Preventive restructuring of companies in 2021: possible course of procedures under the draft German Business Stabilisation and Restructuring Act and the impact these procedures will have on the real estate market

The German legislator is planning to further develop German restructuring and insolvency law. The core element will be the introduction of a new business stabilisation and restructuring act. This law is intended to provide companies with a set of instruments allowing them to restructure outside of insolvency proceedings and to discharge their debt. Should the law come into force at the turn of the year as planned, it will also have an impact on the real estate sector.

A. What is at issue?

The draft bill for an “Act on the Further Development of Restructuring and Insolvency Law” (“SanInsFoG”) contains a package of changes and innovations in the areas of restructuring and insolvency law. It primarily serves to transpose the EU Restructuring Directive into German law. For this purpose, the German legislator is planning to introduce a new “Act on the Stabilisation and Restructuring Framework for Businesses” (“StaRUG”, hereinafter: “Business Stabilisation and Restructuring Act”), which is intended to come into force as early as 1 January 2021.

The Business Stabilisation and Restructuring Act will provide the procedural basis for the implementation of business restructuring procedures outside of insolvency proceedings. The successful implementation of restructuring plans outside of insolvency proceedings has so far required that consensual agreements aimed at restructuring be reached with all the affected creditors. Where such agreements cannot be reached, the only option left is for the company willing to restructure to start insolvency proceedings with the strict procedure-bound restructuring options that they offer. The Business Stabilisation and Restructuring Act now opens up a middle way for companies: if a relevant majority of creditors agree to the restructuring plan that has been prepared by the company, and this plan is confirmed by the competent court, the restructuring of the company can succeed even against resistance from individual creditors and without conducting insolvency proceedings.

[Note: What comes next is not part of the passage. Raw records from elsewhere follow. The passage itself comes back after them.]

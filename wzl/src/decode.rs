//! Sprite payload to RGBA.
//!
//! Stored rows run bottom to top and each one starts with its alignment
//! padding. Output rows run top to bottom without padding.
use std::{borrow::Cow, io::Read};

use flate2::read::ZlibDecoder;

use crate::{
    error::WzlError,
    palette::palette_rgba,
    types::{ColorDepth, Sprite, SpriteHeader},
};

/// zlib inflate, as used for compressed payloads and served index files.
pub fn inflate(bytes: &[u8]) -> std::io::Result<Vec<u8>> {
    let mut decoder = ZlibDecoder::new(bytes);
    let mut res = vec![];

    decoder.read_to_end(&mut res)?;

    Ok(res)
}

/// Expands 5-6-5 to 8 bits per channel. Pure black becomes transparent.
///
/// The high bits of each channel are copied into its low bits, so values
/// differ from a plain left shift: `0xF800` gives red 255 instead of 248
/// and `0x8410` gives `(132, 130, 132)` instead of `(128, 128, 128)`.
pub fn rgb565_to_rgba(value: u16) -> [u8; 4] {
    let r = ((value & 0xF800) >> 8) as u8;
    let g = ((value & 0x07E0) >> 3) as u8;
    let b = ((value & 0x001F) << 3) as u8;

    // replicate the high bits into the low ones so full intensity is 255
    let r = r | (r >> 5);
    let g = g | (g >> 6);
    let b = b | (b >> 5);

    let a = if r == 0 && g == 0 && b == 0 { 0 } else { 255 };

    [r, g, b, a]
}

pub fn decode_sprite(header: &SpriteHeader, payload: &[u8]) -> Result<Sprite, WzlError> {
    if header.width < 0 || header.height < 0 {
        return Err(WzlError::InvalidDimensions {
            width: header.width,
            height: header.height,
        });
    }

    let width = header.width as usize;
    let height = header.height as usize;

    let pixels = if header.is_compressed() {
        Cow::Owned(inflate(payload).map_err(|source| WzlError::Decompress { source })?)
    } else {
        Cow::Borrowed(payload)
    };

    let rgba = match header.color_depth() {
        ColorDepth::Indexed8 => {
            unpack_rows(&pixels, width, height, ColorDepth::Indexed8, |src, dst| {
                dst.copy_from_slice(&palette_rgba(src[0]))
            })?
        }
        ColorDepth::Rgb565 => unpack_rows(&pixels, width, height, ColorDepth::Rgb565, |src, dst| {
            dst.copy_from_slice(&rgb565_to_rgba(u16::from_le_bytes([src[0], src[1]])))
        })?,
    };

    Ok(Sprite {
        is_empty: false,
        width: width as u16,
        height: height as u16,
        anchor_x: header.anchor_x,
        anchor_y: header.anchor_y,
        pixels: rgba,
    })
}

fn unpack_rows(
    pixels: &[u8],
    width: usize,
    height: usize,
    depth: ColorDepth,
    convert: impl Fn(&[u8], &mut [u8]),
) -> Result<Vec<u8>, WzlError> {
    let mut res = vec![0u8; width * height * 4];

    if width == 0 || height == 0 {
        return Ok(res);
    }

    let bytes_per_pixel = depth.bytes_per_pixel();
    let packed_stride = width * bytes_per_pixel;
    let aligned_stride = depth.row_stride(width);

    // zero length records only carry `width * height` pixels, without padding
    let stride = if pixels.len() >= aligned_stride * height {
        aligned_stride
    } else {
        packed_stride
    };
    let padding = stride - packed_stride;
    let expect = stride * height;

    if pixels.len() < expect {
        return Err(WzlError::PixelDataTooShort {
            expect: aligned_stride * height,
            have: pixels.len(),
        });
    }

    let out_stride = width * 4;

    pixels
        .chunks_exact(stride)
        .take(height)
        .enumerate()
        .for_each(|(stored_row, row)| {
            let out_row = height - 1 - stored_row;
            let out = &mut res[out_row * out_stride..(out_row + 1) * out_stride];

            row[padding..]
                .chunks_exact(bytes_per_pixel)
                .zip(out.chunks_exact_mut(4))
                .for_each(|(src, dst)| convert(src, dst));
        });

    Ok(res)
}
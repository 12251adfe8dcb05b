//! Fixed paths used by the generator
//!
//! There is no configuration file and no flag: the template and both
//! destinations live at known locations relative to the repository root.
//! `DocsConfig` only exists so tests can point a run somewhere else.

use std::path::PathBuf;

/// Markdown template containing the magic placeholder lines
pub const TEMPLATE_PATH: &str = "docs/readme-generator.md";

/// Plain markdown for static hosting (images instead of includes)
pub const STATIC_OUTPUT_PATH: &str = "README.md";

/// Jekyll-ready markdown for dynamic hosting (captures and includes)
pub const DYNAMIC_OUTPUT_PATH: &str = "index.md";

/// Locations of the template and the two generated files, relative to the workspace root
#[derive(Debug, Clone, PartialEq, Eq)]
pub struct DocsConfig {
    pub template: PathBuf,
    pub static_output: PathBuf,
    pub dynamic_output: PathBuf,
}

impl Default for DocsConfig {
    fn default() -> Self {
        Self {
            template: PathBuf::from(TEMPLATE_PATH),
            static_output: PathBuf::from(STATIC_OUTPUT_PATH),
            dynamic_output: PathBuf::from(DYNAMIC_OUTPUT_PATH),
        }
    }
}

#[cfg(test)]
mod tests {
    use super::*;

    #[test]
    fn test_default_paths() {
        let config = DocsConfig::default();
        assert_eq!(config.template, PathBuf::from("docs/readme-generator.md"));
        assert_eq!(config.static_output, PathBuf::from("README.md"));
        assert_eq!(config.dynamic_output, PathBuf::from("index.md"));
    }
}
// Core modules
pub mod config;
pub mod error;
pub mod generate;
pub mod guard;
pub mod lines;
pub mod magic;
pub mod path;
pub mod preamble;
pub mod substitute;
pub mod workspace;

// Re-export commonly used types
pub use config::DocsConfig;
pub use error::{ReadmegenError, Result};
pub use generate::{generate, Report};
pub use guard::{ChangedFiles, ChangedPaths};
pub use magic::{MagicEntry, MagicTable};
pub use preamble::Preambles;
pub use substitute::{substitute, Rendered};
pub use workspace::{FsWorkspace, Workspace};
//! Test utilities for readmegen
//!
//! This crate provides shared testing utilities used across the readmegen workspace.

mod git;

pub use git::GitRepo;

use tempfile::TempDir;

/// Creates a temporary directory within `.tmp/` at the project root
///
/// This ensures all test temporary files are centralized in a single location
/// that is gitignored and easy to clean up manually if needed.
///
/// # Panics
///
/// Panics if the current directory cannot be determined or `.tmp/` cannot be created.
///
/// # Examples
///
/// ```rust
/// use readmegen_testkit::temp_dir_in_workspace;
///
/// let temp = temp_dir_in_workspace();
/// let file_path = temp.path().join("README.md");
/// std::fs::write(&file_path, "test data").unwrap();
/// // Cleanup happens automatically when temp is dropped
/// ```
pub fn temp_dir_in_workspace() -> TempDir {
    try_temp_dir_in_workspace().expect("Failed to create temporary directory in .tmp/")
}

/// Alternative with Result for non-test code
pub fn try_temp_dir_in_workspace() -> std::io::Result<TempDir> {
    let workspace_root = std::env::current_dir()?;
    let tmp_base = workspace_root.join(".tmp");
    std::fs::create_dir_all(&tmp_base)?;
    TempDir::new_in(&tmp_base)
}

#[cfg(test)]
mod tests {
    use super::*;

    #[test]
    fn test_temp_dir_in_workspace_creates_in_tmp() {
        let temp = temp_dir_in_workspace();
        let path = temp.path();

        assert!(
            path.to_string_lossy().contains(".tmp"),
            "Path should contain .tmp, got: {}",
            path.display()
        );
        assert!(path.is_dir(), "Path should be a directory");
    }

    #[test]
    fn test_temp_dir_auto_cleanup() {
        let path = {
            let temp = temp_dir_in_workspace();
            temp.path().to_path_buf()
        };

        assert!(
            !path.exists(),
            "Directory should not exist after drop: {}",
            path.display()
        );
    }

    #[test]
    fn test_multiple_temp_dirs_unique() {
        let temp1 = temp_dir_in_workspace();
        let temp2 = temp_dir_in_workspace();
        assert_ne!(temp1.path(), temp2.path());
    }
}
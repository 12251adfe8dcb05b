use clap::{Parser, Subcommand};

#[derive(Parser)]
#[command(name = "xtask")]
#[command(about = "rcv-entry automation tasks", long_about = None)]
pub struct Cli {
    #[command(subcommand)]
    pub command: Commands,
}

#[derive(Subcommand)]
pub enum Commands {
    /// Regenerate README.md and index.md from docs/readme-generator.md
    Readme,
}
//! Magic placeholder lines and what they expand to
//!
//! A magic line is a whole template line of the form `{{ name }}\n`. Matching
//! is exact: a token with trailing spaces, different case or no newline is
//! ordinary text.

use std::collections::HashMap;

/// Expansion data for one magic token
#[derive(Debug, Clone, PartialEq, Eq)]
pub struct MagicEntry {
    /// Capture name, also the alt text of the static image
    pub name: String,
    /// File pulled in with `include_relative` by the dynamic target
    pub dynamic_include: String,
    /// Image embedded by the static target; `None` drops the token there
    pub static_include: Option<String>,
}

impl MagicEntry {
    pub fn new(name: impl Into<String>, dynamic_include: impl Into<String>) -> Self {
        Self {
            name: name.into(),
            dynamic_include: dynamic_include.into(),
            static_include: None,
        }
    }

    pub fn with_static(mut self, static_include: impl Into<String>) -> Self {
        self.static_include = Some(static_include.into());
        self
    }

    /// The exact template line that triggers this entry
    pub fn token(&self) -> String {
        format!("{{{{ {} }}}}\n", self.name)
    }
}

/// Lookup table from exact template line to its expansion
#[derive(Debug, Clone, Default)]
pub struct MagicTable {
    entries: HashMap<String, MagicEntry>,
}

impl MagicTable {
    pub fn new() -> Self {
        Self::default()
    }

    /// Table shipped with the generator: the dependency list and the four live examples
    pub fn builtin() -> Self {
        let mut table = Self::new();
        table.insert(MagicEntry::new("deps", "docs/deps.html"));
        for i in 0..4 {
            let page = format!("docs/github-pages-example-{i}.html");
            table.insert(MagicEntry::new(format!("ex{i}"), page.clone()).with_static(page));
        }
        table
    }

    /// Register an entry under its token, replacing any previous entry with the same name
    pub fn insert(&mut self, entry: MagicEntry) {
        self.entries.insert(entry.token(), entry);
    }

    pub fn lookup(&self, line: &str) -> Option<&MagicEntry> {
        self.entries.get(line)
    }

    pub fn len(&self) -> usize {
        self.entries.len()
    }

    pub fn is_empty(&self) -> bool {
        self.entries.is_empty()
    }
}
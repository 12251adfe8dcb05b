use readmegen_core::{ChangedFiles, ChangedPaths, ReadmegenError};
use xshell::{Shell, cmd};

/// Changed-files source backed by `git diff --name-only` in the shell's current directory
pub struct GitChanges<'a> {
    pub sh: &'a Shell,
}

impl ChangedFiles for GitChanges<'_> {
    fn changed_paths(&self) -> readmegen_core::Result<ChangedPaths> {
        let sh = self.sh;
        let listing = cmd!(sh, "git diff --name-only")
            .quiet()
            .read()
            .map_err(|e| ReadmegenError::VcsCommandFailed(e.to_string()))?;
        Ok(ChangedPaths::from_listing(listing))
    }
}
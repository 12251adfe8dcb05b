use crate::commands::git::GitChanges;
use anyhow::{Context, Result};
use log::info;
use readmegen_core::{DocsConfig, FsWorkspace, MagicTable, Preambles, generate};
use xshell::Shell;

/// Rebuilds the static and dynamic landing pages from the markdown template
#[derive(Default)]
pub struct ReadmeCommand {
    pub config: DocsConfig,
}

impl crate::commands::Command for ReadmeCommand {
    fn run(&self) -> Result<()> {
        let sh = Shell::new().context("Failed to create shell")?;
        let repo_root = sh.current_dir(); // Assuming we run from repo root

        let workspace = FsWorkspace::new(&repo_root);
        let changes = GitChanges { sh: &sh };
        let report = generate(
            &self.config,
            &MagicTable::builtin(),
            &Preambles::default(),
            &changes,
            &workspace,
        )?;

        info!(
            "Generated {} and {} ({} magic line(s) expanded)",
            report.static_output.display(),
            report.dynamic_output.display(),
            report.expansions
        );
        Ok(())
    }
}

impl ReadmeCommand {
    pub fn new() -> Self {
        Self::default()
    }
}
//! Run orchestration: read, transform, check, write
//!
//! [`generate`] is the whole program minus process concerns. The caller
//! supplies the filesystem and the changed-files source, so nothing here
//! touches the real disk or spawns git on its own.

use crate::config::DocsConfig;
use crate::error::{ReadmegenError, Result};
use crate::guard::{check_destination, ChangedFiles};
use crate::lines::read_template;
use crate::magic::MagicTable;
use crate::preamble::Preambles;
use crate::substitute::substitute;
use crate::workspace::Workspace;
use log::info;
use std::path::{Path, PathBuf};

/// Outcome of a successful run
#[derive(Debug, Clone, PartialEq, Eq)]
pub struct Report {
    pub static_output: PathBuf,
    pub dynamic_output: PathBuf,
    pub template_lines: usize,
    pub expansions: usize,
}

/// Regenerate both outputs from the template
///
/// Both destinations are checked before either is written, so a dirty
/// destination aborts with `OutputDirty` and leaves the disk untouched.
/// Once the check passes both files are always rewritten, in the order
/// static then dynamic.
pub fn generate(
    config: &DocsConfig,
    table: &MagicTable,
    preambles: &Preambles,
    changed: &impl ChangedFiles,
    workspace: &impl Workspace,
) -> Result<Report> {
    info!("Reading template {}", config.template.display());
    let template = read_template(workspace, &config.template)?;

    let rendered = substitute(&template, table, preambles);
    let static_contents = rendered.static_contents();
    let dynamic_contents = rendered.dynamic_contents();
    info!(
        "Expanded {} magic line(s) from {} template line(s)",
        rendered.expansions,
        template.len()
    );

    let changed_paths = changed.changed_paths()?;
    check_destination(
        &changed_paths,
        workspace,
        &config.dynamic_output,
        &dynamic_contents,
    )?;
    check_destination(
        &changed_paths,
        workspace,
        &config.static_output,
        &static_contents,
    )?;

    write_output(workspace, &config.static_output, &static_contents)?;
    write_output(workspace, &config.dynamic_output, &dynamic_contents)?;

    Ok(Report {
        static_output: config.static_output.clone(),
        dynamic_output: config.dynamic_output.clone(),
        template_lines: template.len(),
        expansions: rendered.expansions,
    })
}

fn write_output(workspace: &impl Workspace, path: &Path, contents: &str) -> Result<()> {
    workspace
        .write(path, contents)
        .map_err(|source| ReadmegenError::OutputWrite {
            path: path.to_path_buf(),
            source,
        })?;
    info!("Wrote {}", path.display());
    Ok(())
}
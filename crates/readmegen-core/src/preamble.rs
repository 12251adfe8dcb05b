//! Fixed header blocks that open each generated file

/// Title, project link and coverage badge for the static README.
/// The badge has no newline of its own; the template's first line ends it.
pub const STATIC_PREAMBLE: [&str; 3] = [
    "# A lightweight HTML+JS library for inputting two-dimensional form data\n\n",
    "See this project at [https://brmighell.github.io/rcv-entry/]\n\n",
    "[![Coverage Status](https://coveralls.io/repos/github/brmighell/rcv-entry/badge.svg?branch=main)](https://coveralls.io/github/brmighell/rcv-entry?branch=main)",
];

/// Jekyll front matter for the dynamic page
pub const DYNAMIC_PREAMBLE: [&str; 3] = ["---\n", "layout: default\n", "---\n"];

#[derive(Debug, Clone, PartialEq, Eq)]
pub struct Preambles {
    pub static_lines: Vec<String>,
    pub dynamic_lines: Vec<String>,
}

impl Preambles {
    pub fn new(static_lines: Vec<String>, dynamic_lines: Vec<String>) -> Self {
        Self {
            static_lines,
            dynamic_lines,
        }
    }
}

impl Default for Preambles {
    fn default() -> Self {
        Self::new(
            STATIC_PREAMBLE.iter().map(|s| s.to_string()).collect(),
            DYNAMIC_PREAMBLE.iter().map(|s| s.to_string()).collect(),
        )
    }
}
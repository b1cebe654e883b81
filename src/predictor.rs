//! Predictor Seam
//!
//! The explainer treats the model as a black box behind [`Predictor`]: a
//! batched callable `R^{m×d} → R^{m×k}` that is pure with respect to its
//! input rows. Collaborators plug in closures, remote workers, anything —
//! whatever errors they produce flow through as a boxed source and are
//! surfaced unchanged (never retried).
//!
//! [`checked_predict`] is the single call-site wrapper the rest of the crate
//! uses: it validates the returned shape against the submitted batch and
//! scans for non-finite outputs, reporting the offending row.

#![forbid(unsafe_code)]

use crate::matrix::Matrix;

/// Error type collaborator predictors may fail with.
pub type PredictorFault = Box<dyn std::error::Error + Send + Sync + 'static>;

/// A batched black-box model: `m × d` rows in, `m × k` outputs back.
///
/// Implementations must be deterministic in the input rows and independent of
/// row order or hidden state; the explainer relies on this when it averages
/// over background blocks and when it chunks large batches.
pub trait Predictor {
    /// Evaluate the model on every row of `batch`.
    fn predict(&self, batch: &Matrix) -> Result<Matrix, PredictorFault>;
}

impl<F> Predictor for F
where
    F: Fn(&Matrix) -> Result<Matrix, PredictorFault>,
{
    fn predict(&self, batch: &Matrix) -> Result<Matrix, PredictorFault> {
        self(batch)
    }
}

/// Errors surfaced by validated predictor evaluation.
#[derive(Debug, thiserror::Error)]
pub enum PredictorError {
    /// Output row/column count does not match the submitted batch.
    #[error(
        "predictor returned a {got_rows}×{got_cols} matrix for a {rows}-row batch (expected {rows}×{expected_cols})"
    )]
    OutputShape {
        /// Row count of the submitted batch.
        rows: usize,
        /// Row count actually returned.
        got_rows: usize,
        /// Column count actually returned.
        got_cols: usize,
        /// Column count expected.
        expected_cols: usize,
    },
    /// Predictor produced NaN/Inf; `row` indexes the submitted batch.
    #[error("predictor produced non-finite value at batch row {row}")]
    NonFinite {
        /// Index of the offending row in the submitted batch.
        row: usize,
    },
    /// The collaborator itself failed; the source is passed through.
    #[error("predictor failed: {0}")]
    Failed(#[source] PredictorFault),
}

/// Evaluate `predictor` on `batch` and validate the result.
///
/// `expected_cols` pins the output arity `k` once it is known (from the
/// background evaluation at construction); pass `None` on that first call.
pub fn checked_predict<P: Predictor>(
    predictor: &P,
    batch: &Matrix,
    expected_cols: Option<usize>,
) -> Result<Matrix, PredictorError> {
    let out = predictor.predict(batch).map_err(PredictorError::Failed)?;
    let expected_cols = expected_cols.unwrap_or(out.cols());
    if out.rows() != batch.rows() || out.cols() != expected_cols || out.cols() == 0 {
        return Err(PredictorError::OutputShape {
            rows: batch.rows(),
            got_rows: out.rows(),
            got_cols: out.cols(),
            expected_cols,
        });
    }
    for i in 0..out.rows() {
        if out.row(i).iter().any(|v| !v.is_finite()) {
            return Err(PredictorError::NonFinite { row: i });
        }
    }
    Ok(out)
}

// ============================================================================
// Tests
// ============================================================================
//! Dense Row-Major Matrix
//!
//! A small, concrete `f64` matrix used everywhere in the crate: the background
//! dataset, the synthetic sample matrix, predictor outputs, and the final
//! attribution table are all instances of [`Matrix`].
//!
//! ## Shape discipline
//! - Storage is **row-major**: element `(i, j)` lives at `data[i * cols + j]`.
//! - Row access is a **zero-cost slice view** (`row` / `row_mut`); there is no
//!   runtime slicing language, callers express ranges as index arithmetic.
//! - Constructors validate shape once; after construction `rows * cols ==
//!   data.len()` is an invariant and indexing relies on it.
//!
//! Serde derives are provided so value types built on `Matrix` can cross a
//! worker or process boundary.

#![forbid(unsafe_code)]
#![allow(missing_docs)]

use serde::{Deserialize, Serialize};

/// Errors surfaced by matrix constructors and validators.
#[derive(Debug, thiserror::Error)]
pub enum MatrixError {
    #[error("matrix dimensions {rows}×{cols} do not match buffer length {len}")]
    DimensionMismatch { rows: usize, cols: usize, len: usize },
    #[error("row {row} has {got} columns, expected {expected}")]
    RaggedRow { row: usize, got: usize, expected: usize },
    #[error("matrix must have at least one row and one column (got {rows}×{cols})")]
    Empty { rows: usize, cols: usize },
    #[error("non-finite value at row {row}, column {col}")]
    NonFinite { row: usize, col: usize },
}

/// Dense row-major `f64` matrix.
#[derive(Clone, Debug, PartialEq, Serialize, Deserialize)]
pub struct Matrix {
    rows: usize,
    cols: usize,
    data: Vec<f64>,
}

impl Matrix {
    /// All-zero matrix of the given shape.
    pub fn zeros(rows: usize, cols: usize) -> Self {
        Self { rows, cols, data: vec![0.0; rows * cols] }
    }

    /// Build from an explicit row-major buffer, validating the shape.
    pub fn from_vec(rows: usize, cols: usize, data: Vec<f64>) -> Result<Self, MatrixError> {
        if data.len() != rows * cols {
            return Err(MatrixError::DimensionMismatch { rows, cols, len: data.len() });
        }
        Ok(Self { rows, cols, data })
    }

    /// Build from a slice of rows, validating that no row is ragged.
    pub fn from_rows(rows: &[Vec<f64>]) -> Result<Self, MatrixError> {
        let cols = rows.first().map_or(0, |r| r.len());
        if rows.is_empty() || cols == 0 {
            return Err(MatrixError::Empty { rows: rows.len(), cols });
        }
        let mut data = Vec::with_capacity(rows.len() * cols);
        for (i, r) in rows.iter().enumerate() {
            if r.len() != cols {
                return Err(MatrixError::RaggedRow { row: i, got: r.len(), expected: cols });
            }
            data.extend_from_slice(r);
        }
        Ok(Self { rows: rows.len(), cols, data })
    }

    /// Stack `times` copies of `block` along the row axis.
    pub fn tiled(block: &Matrix, times: usize) -> Self {
        let mut data = Vec::with_capacity(block.data.len() * times);
        for _ in 0..times {
            data.extend_from_slice(&block.data);
        }
        Self { rows: block.rows * times, cols: block.cols, data }
    }

    #[inline]
    pub fn rows(&self) -> usize {
        self.rows
    }

    #[inline]
    pub fn cols(&self) -> usize {
        self.cols
    }

    /// Row `i` as a slice view.
    #[inline]
    pub fn row(&self, i: usize) -> &[f64] {
        debug_assert!(i < self.rows, "row index out of range");
        &self.data[i * self.cols..(i + 1) * self.cols]
    }

    /// Row `i` as a mutable slice view.
    #[inline]
    pub fn row_mut(&mut self, i: usize) -> &mut [f64] {
        debug_assert!(i < self.rows, "row index out of range");
        &mut self.data[i * self.cols..(i + 1) * self.cols]
    }

    #[inline]
    pub fn get(&self, i: usize, j: usize) -> f64 {
        self.data[i * self.cols + j]
    }

    #[inline]
    pub fn set(&mut self, i: usize, j: usize, v: f64) {
        self.data[i * self.cols + j] = v;
    }

    /// The underlying row-major buffer.
    #[inline]
    pub fn data(&self) -> &[f64] {
        &self.data
    }

    /// Copy the half-open row range `[start, end)` into a new matrix.
    pub fn slice_rows(&self, start: usize, end: usize) -> Self {
        debug_assert!(start <= end && end <= self.rows, "row range out of bounds");
        Self {
            rows: end - start,
            cols: self.cols,
            data: self.data[start * self.cols..end * self.cols].to_vec(),
        }
    }

    /// Per-column mean over all rows.
    pub fn column_means(&self) -> Vec<f64> {
        let mut means = vec![0.0; self.cols];
        for i in 0..self.rows {
            let r = self.row(i);
            for (m, v) in means.iter_mut().zip(r) {
                *m += v;
            }
        }
        let inv = 1.0 / self.rows as f64;
        for m in &mut means {
            *m *= inv;
        }
        means
    }

    /// Check every entry is finite; reports the first offending coordinate.
    pub fn validate_finite(&self) -> Result<(), MatrixError> {
        for (idx, v) in self.data.iter().enumerate() {
            if !v.is_finite() {
                return Err(MatrixError::NonFinite { row: idx / self.cols, col: idx % self.cols });
            }
        }
        Ok(())
    }
}

// ============================================================================
// Tests
// ============================================================================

B. How does the preventive restructuring framework procedure work?

To secure their continued existence, companies can use a variety of restructuring and stabilisation instruments that the Business Stabilisation and Restructuring Act will make available to them, like a toolkit. There is, therefore, no “one” procedure that always follows the same pattern. Instead, a company that wishes to restructure can choose which of the tools made available by the Business Stabilisation and Restructuring Act are most suitable in the relevant case and will, therefore, be used. With the involvement of the restructuring court, a stay of execution or realisation can be ordered, for example, or mutual contracts that have not yet been fully performed can be terminated. However, the tools of the preventive restructuring framework under the Business Stabilisation and Restructuring Act are only available to companies that are not yet insolvent. If a company is already insolvent, i.e., if it can no longer meet its payment obligations that are due, the only option that remains is to initiate insolvency proceedings.

C. The central element – the restructuring plan

The central element of any preventive restructuring under the Business Stabilisation and Restructuring Act is the restructuring plan. Its structure is comparable to that of an insolvency plan: the restructuring plan, too, contains a description of the background and basis of the restructuring and of the effects that the restructuring will have on the creditors’ claims and, as part of a restructuring concept, defines the positions of those of the creditors who are included in the plan.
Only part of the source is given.